I've decided that I am overwhelmed by social media. Twitter and Facebook are the main culprits. Probably Twitter more than anything. I discovered TweetDeck and I am obsessed with keeping up with the timelines and the columns and the @replies and the DM's. It's crazy. And don't even get me started about blip.fm. (Let's just say I'm an awesome DJ. Can I get a w00t w00t?)
I imagine my fascination and exploration will come to a grinding halt when I return to work on Monday, but I've had a great time "meeting" folks and finding new peeps to follow and picking up followers. So I mean "overwhelmed" in the nicest sense of the word. I think I've read more articles and stories as a result of tiny URL's in the last three weeks than I read all of last year. I feel so educated and enlightened...but alas, I have bills to pay, so I have to go back there. Back to work. And it's worrying me...for several reasons. Let's explore those reasons together, shall we?
Reasons I am worried about going back to work Monday
Reason #1: I have to wear a bra for at least eight hours in a row.
Reason #2: I don't think I can install TweetDeck on my office machine without getting someone else involved. And that someone else really doesn't need to know that I would be playing on Twitter at work. Not that he even knows what Twitter is. He just knows it isn't what I'm supposed to be doing. And he will tattle.

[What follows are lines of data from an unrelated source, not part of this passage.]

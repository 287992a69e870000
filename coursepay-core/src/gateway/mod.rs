//! Payment gateway client.
//!
//! [`PaymentGateway`] is the seam the payment service calls; [`IpayGateway`]
//! is the REST implementation with OAuth token caching. The adapter holds no
//! business state.

mod ipay;
mod token;
mod wire;

pub use ipay::IpayGateway;
pub use token::TokenCache;

use crate::entities::PaymentIntent;
use async_trait::async_trait;
use rust_decimal::Decimal;
use thiserror::Error;
use uuid::Uuid;

/// Link relation of the hosted payment page the browser is sent to.
pub const APPROVE_REL: &str = "approve";

/// Errors that can occur while talking to the gateway.
#[derive(Debug, Error)]
pub enum GatewayError {
    /// Transport-level failure, including timeouts.
    #[error("HTTP request error: {0}")]
    Http(#[from] reqwest::Error),

    /// The gateway answered with a non-2xx status.
    #[error("gateway returned status {status}: {body}")]
    Status { status: u16, body: String },

    /// The gateway answered 2xx with a body we could not use.
    #[error("invalid gateway response: {0}")]
    InvalidResponse(String),
}

/// Arguments for creating an order on the gateway.
#[derive(Debug, Clone, PartialEq, Eq)]
pub struct CreateExternalOrder {
    pub shop_order_id: String,
    pub amount: Decimal,
    pub currency_code: String,
    pub course_id: Uuid,
    pub course_title: String,
    pub locale: String,
    pub intent: PaymentIntent,
    pub success_url: String,
    pub fail_url: String,
    pub callback_url: Option<String>,
    pub payment_method: Option<String>,
    pub installment_months: Option<u32>,
}

#[derive(Debug, Clone, PartialEq, Eq)]
pub struct GatewayLink {
    pub href: String,
    pub rel: String,
    pub method: Option<String>,
}

/// The gateway's view of a freshly created order.
#[derive(Debug, Clone, PartialEq, Eq)]
pub struct ExternalOrder {
    pub order_id: String,
    pub status: String,
    pub payment_hash: Option<String>,
    pub links: Vec<GatewayLink>,
}

impl ExternalOrder {
    /// The hosted payment page, if the gateway produced one.
    pub fn approve_link(&self) -> Option<&str> {
        self.links
            .iter()
            .find(|link| link.rel.eq_ignore_ascii_case(APPROVE_REL))
            .map(|link| link.href.as_str())
            .filter(|href| !href.is_empty())
    }
}

/// Settlement fields echoed back by the gateway.
#[derive(Debug, Clone, Default, PartialEq, Eq)]
pub struct Receipt {
    /// Our shop order id as the gateway recorded it.
    pub shop_order_id: Option<String>,
    pub amount: Option<Decimal>,
    pub currency_code: Option<String>,
}

/// Authoritative current state of an order on the gateway.
#[derive(Debug, Clone, Default, PartialEq, Eq)]
pub struct PaymentDetails {
    pub status: String,
    pub code: Option<String>,
    pub payment_id: Option<String>,
    pub receipt: Receipt,
}

#[async_trait]
pub trait PaymentGateway: Send + Sync {
    /// Create an order on the gateway. Anything but a clean 2xx with a
    /// parseable body is an error.
    async fn create_order(&self, order: CreateExternalOrder) -> Result<ExternalOrder, GatewayError>;

    /// Fetch the authoritative state of a previously created order.
    async fn payment_details(&self, external_order_id: &str)
    -> Result<PaymentDetails, GatewayError>;
}
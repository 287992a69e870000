/// Callback endpoint settings.
#[derive(Debug, Clone, Default)]
pub struct CallbackConfig {
    /// When set, callbacks must carry `?token=<value>`.
    pub token: Option<String>,
}
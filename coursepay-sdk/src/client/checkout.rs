//! Checkout client (course frontend → coursepay server).
//!
//! Every request carries the signed-in user's bearer token from the hosted
//! auth platform.

use reqwest::Client;
use url::Url;

use super::{ClientError, parse_response};
use crate::objects::order::{CreateOrderRequest, CreateOrderResponse};
use crate::objects::verify::{VerifyPaymentRequest, VerifyPaymentResponse};

/// Typed HTTP client for the payment endpoints used by the course frontend.
#[derive(Debug, Clone)]
pub struct CheckoutClient {
    http: Client,
    base_url: Url,
    access_token: String,
}

impl CheckoutClient {
    /// Create a new `CheckoutClient`.
    ///
    /// * `base_url` – root URL of the coursepay server.
    /// * `access_token` – the user's bearer token.
    pub fn new(base_url: Url, access_token: impl Into<String>) -> Self {
        Self {
            http: Client::new(),
            base_url,
            access_token: access_token.into(),
        }
    }

    /// Replace the default `reqwest::Client` with a custom one (e.g. to
    /// configure timeouts or a proxy).
    pub fn with_http_client(mut self, client: Client) -> Self {
        self.http = client;
        self
    }

    /// `POST /api/v1/payments/orders` – start a purchase and obtain the
    /// gateway redirect URL.
    pub async fn create_order(
        &self,
        request: &CreateOrderRequest,
    ) -> Result<CreateOrderResponse, ClientError> {
        let url = self.base_url.join("/api/v1/payments/orders")?;

        let resp = self
            .http
            .post(url)
            .bearer_auth(&self.access_token)
            .json(request)
            .send()
            .await?;

        parse_response(resp).await
    }

    /// `POST /api/v1/payments/verify` – ask the server to confirm a payment
    /// after the user returns from the gateway's hosted page.
    pub async fn verify_payment(
        &self,
        request: &VerifyPaymentRequest,
    ) -> Result<VerifyPaymentResponse, ClientError> {
        let url = self.base_url.join("/api/v1/payments/verify")?;

        let resp = self
            .http
            .post(url)
            .bearer_auth(&self.access_token)
            .json(request)
            .send()
            .await?;

        parse_response(resp).await
    }
}
use axum::{Json, extract::State, extract::rejection::JsonRejection, response::IntoResponse};
use coursepay_sdk::objects::{CallbackNotice, VendorCallback};

use crate::api::ApiError;
use crate::api::extractors::CallbackToken;
use crate::state::AppState;

/// `POST /callback` – accept a vendor-shaped notification.
///
/// Answers `{"received": true}` once the notice has been applied (or was a
/// harmless replay).
pub async fn callback(
    State(state): State<AppState>,
    _token: CallbackToken,
    body: Result<Json<VendorCallback>, JsonRejection>,
) -> Result<impl IntoResponse, ApiError> {
    let Json(payload) = body?;
    let notice = CallbackNotice::from(payload);

    let ack = state.payments.handle_callback(notice).await?;
    Ok(Json(ack))
}
use serde::{Deserialize, Serialize};

/// Request body for `POST /api/v1/payments/orders`.
///
/// Sent by the course frontend on behalf of a signed-in user. The price is
/// never part of the request; the server reads it from the course catalog.
#[derive(Debug, Clone, Default, PartialEq, Eq, Serialize, Deserialize)]
#[serde(rename_all = "camelCase")]
pub struct CreateOrderRequest {
    /// Required; kept optional here so a missing field is reported as
    /// `400 Bad Request` instead of a deserialization rejection.
    #[serde(default)]
    pub course_id: Option<String>,
    #[serde(default)]
    pub locale: Option<String>,
    #[serde(default)]
    pub payment_method: Option<String>,
    #[serde(default)]
    pub installment_months: Option<u32>,
    #[serde(default)]
    pub discount_code: Option<String>,
}

/// Response returned once the gateway accepted the order.
#[derive(Debug, Clone, PartialEq, Eq, Serialize, Deserialize)]
#[serde(rename_all = "camelCase")]
pub struct CreateOrderResponse {
    /// The gateway's hosted payment page (`approve` link).
    pub redirect_url: String,
    pub shop_order_id: String,
    /// The gateway-assigned order identifier.
    pub order_id: String,
}
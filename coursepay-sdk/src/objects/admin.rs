//! Admin API request and response types.

use serde::{Deserialize, Serialize};
use uuid::Uuid;

use super::{EnrollmentStatus, OrderStatus};

// ---------------------------------------------------------------------------
// Responses
// ---------------------------------------------------------------------------

/// Full payment order detail for the admin API.
#[derive(Debug, Clone, Serialize, Deserialize)]
pub struct AdminOrderResponse {
    pub id: Uuid,
    pub shop_order_id: String,
    pub user_id: Uuid,
    pub course_id: Uuid,
    pub course_title: String,
    pub amount: rust_decimal::Decimal,
    pub currency_code: String,
    pub status: OrderStatus,
    pub status_description: Option<String>,
    pub external_order_id: Option<String>,
    pub external_payment_id: Option<String>,
    pub created_at: i64,
    pub updated_at: i64,
}

/// Enrollment record for the admin API.
#[derive(Debug, Clone, Serialize, Deserialize)]
pub struct AdminEnrollmentResponse {
    pub user_id: Uuid,
    pub course_id: Uuid,
    pub payment_status: EnrollmentStatus,
    pub price_paid: Option<rust_decimal::Decimal>,
    pub payment_order_id: Option<Uuid>,
    pub external_order_id: Option<String>,
    pub paid_at: Option<i64>,
    pub updated_at: i64,
}

// ---------------------------------------------------------------------------
// Query parameters
// ---------------------------------------------------------------------------

/// Query parameters for `GET /orders`.
#[derive(Debug, Clone, Default, Serialize, Deserialize)]
pub struct ListOrdersQuery {
    #[serde(default)]
    pub status: Option<OrderStatus>,
    #[serde(default)]
    pub user_id: Option<Uuid>,
    #[serde(default)]
    pub limit: Option<i64>,
    #[serde(default)]
    pub offset: Option<i64>,
}

/// Query parameters for `GET /enrollments`.
#[derive(Debug, Clone, Default, Serialize, Deserialize)]
pub struct ListEnrollmentsQuery {
    #[serde(default)]
    pub user_id: Option<Uuid>,
    #[serde(default)]
    pub course_id: Option<Uuid>,
}
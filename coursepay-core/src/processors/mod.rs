//! Background processors.
//!
//! - `StaleOrderSweeper`: settles `redirected` orders nobody came back for

pub mod stale_order_sweeper;

pub use stale_order_sweeper::{StaleOrderSweeper, SweepReport};
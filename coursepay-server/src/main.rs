//! coursepay server
//!
//! Sells course access through a hosted-payment-page gateway and keeps
//! payment orders and enrollments reconciled.

#![forbid(unsafe_code)]

mod api;
mod config;
mod server;
mod shutdown;
mod state;

use clap::Parser;
use config::{ConfigLoader, get_database_url};
use coursepay_core::gateway::{IpayGateway, TokenCache};
use coursepay_core::identity;
use coursepay_core::payments::PaymentService;
use coursepay_core::processors::StaleOrderSweeper;
use coursepay_core::store::PgStore;
use server::{build_router, run_server};
use shutdown::spawn_config_reload_handler;
use sqlx::postgres::PgPoolOptions;
use state::AppState;
use std::net::SocketAddr;
use std::path::PathBuf;
use std::sync::Arc;
use tokio::sync::watch;
use tracing_subscriber::{EnvFilter, layer::SubscriberExt, util::SubscriberInitExt};

/// coursepay - payment orders and enrollments for a course platform
#[derive(Parser, Debug)]
#[command(name = "coursepay-server")]
#[command(version, about, long_about = None)]
struct Args {
    /// Path to the configuration file
    #[arg(short, long, env = "COURSEPAY_CONFIG", default_value = "./coursepay.toml")]
    config: PathBuf,

    /// Override the listen address (e.g., 0.0.0.0:3000)
    #[arg(short, long)]
    listen: Option<SocketAddr>,

    /// Run database migrations on startup
    #[arg(long, default_value = "false")]
    migrate: bool,
}

#[tokio::main]
async fn main() -> anyhow::Result<()> {
    init_tracing();

    let args = Args::parse();

    tracing::info!("Starting coursepay-server v{}", env!("CARGO_PKG_VERSION"));

    // Load configuration
    let config_loader = Arc::new(ConfigLoader::new(&args.config, args.listen));
    let loaded_config = config_loader.load().map_err(|e| {
        tracing::error!("Failed to load configuration: {}", e);
        e
    })?;

    let listen_addr = loaded_config.server.listen;
    let gateway_config = loaded_config.gateway.clone();
    let checkout_config = loaded_config.checkout.clone();
    let sweeper_config = loaded_config.sweeper.clone();
    let identity = identity::from_config(&loaded_config.auth).map_err(|e| {
        tracing::error!("Failed to build identity provider: {}", e);
        e
    })?;
    tracing::info!("Configuration loaded from {:?}", args.config);

    let shared_config = loaded_config.into_shared();

    let database_url = get_database_url().map_err(|e| {
        tracing::error!("DATABASE_URL environment variable not set");
        e
    })?;

    tracing::info!("Connecting to database...");
    let db_pool = PgPoolOptions::new()
        .max_connections(10)
        .connect(&database_url)
        .await
        .map_err(|e| {
            tracing::error!("Failed to connect to database: {}", e);
            e
        })?;
    tracing::info!("Database connection established");

    if args.migrate {
        tracing::info!("Running database migrations...");
        sqlx::migrate!("../migrations")
            .run(&db_pool)
            .await
            .map_err(|e| {
                tracing::error!("Failed to run migrations: {}", e);
                e
            })?;
        tracing::info!("Migrations completed successfully");
    }

    // Gateway client with its token cache
    let tokens = Arc::new(TokenCache::new(gateway_config.token_margin));
    let gateway = Arc::new(IpayGateway::new(&gateway_config, tokens).map_err(|e| {
        tracing::error!("Failed to build gateway client: {}", e);
        e
    })?);

    let store = Arc::new(PgStore::new(db_pool.clone()));
    let payments = PaymentService::with_store(store, gateway, checkout_config);

    // Background sweeper for orders whose browser never came back
    let (shutdown_tx, shutdown_rx) = watch::channel(false);
    let sweeper_handle = if sweeper_config.enabled {
        let sweeper = StaleOrderSweeper::new(payments.clone(), sweeper_config, shutdown_rx);
        Some(tokio::spawn(sweeper.run()))
    } else {
        tracing::info!("Stale order sweeper disabled");
        None
    };

    let state = AppState::new(payments, identity, shared_config);

    // Spawn config reload handler (listens for SIGHUP)
    let shutdown_notify = spawn_config_reload_handler(state.clone(), config_loader);

    let router = build_router(state);

    tracing::info!("Starting HTTP server on {}", listen_addr);
    let result = run_server(router, listen_addr).await;

    // Stop background tasks
    shutdown_notify.notify_one();
    let _ = shutdown_tx.send(true);
    if let Some(handle) = sweeper_handle
        && let Err(e) = handle.await
    {
        tracing::error!("Stale order sweeper task failed: {}", e);
    }

    tracing::info!("Closing database connections...");
    db_pool.close().await;
    tracing::info!("Server shutdown complete");

    result.map_err(Into::into)
}

/// Initialize the tracing subscriber with environment-based filtering.
fn init_tracing() {
    let filter = EnvFilter::try_from_default_env()
        .unwrap_or_else(|_| EnvFilter::new("info,sqlx=warn"));

    tracing_subscriber::registry()
        .with(filter)
        .with(tracing_subscriber::fmt::layer())
        .init();
}
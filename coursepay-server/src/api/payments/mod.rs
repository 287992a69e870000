//! Payments API handlers.
//!
//! # Endpoints
//!
//! - `POST /orders`   – create a payment order for a course (bearer)
//! - `POST /callback` – gateway server-to-server notification (public)
//! - `POST /verify`   – "did my payment go through?" (bearer)

use axum::{Router, routing::post};

use crate::state::AppState;

mod callback;
mod create_order;
mod verify;

/// Build the Payments API router.
pub fn router() -> Router<AppState> {
    Router::new()
        .route("/orders", post(create_order::create_order))
        .route("/callback", post(callback::callback))
        .route("/verify", post(verify::verify))
}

Reason #3: I will not be able to continue my role as Clover's personal assistant. Who will jump up and go running to her every single time she sits in the kitchen making that high pitched dog cry? She needs me.
Reason #4: Pajama pants are not appropriate business attire.
Reason #5: I have very little use of my left arm still. How will I carry my misto and use the Tweetie app on my iPhone while walking up and down the stairs at the Ferg?
I think I will stop there. I'm getting more and more depressed. Truth be told, my main worry is that my educated and enlightened self will be fading away come Monday. I would like to think I will return to work full of ideas and optimism and energy, but it's just not likely in my current environment. And yes, I realize I could be to blame for that. But I'm just not sure what to do about it. That's what worries me the most, really. That and the fact that I will have to wear shoes.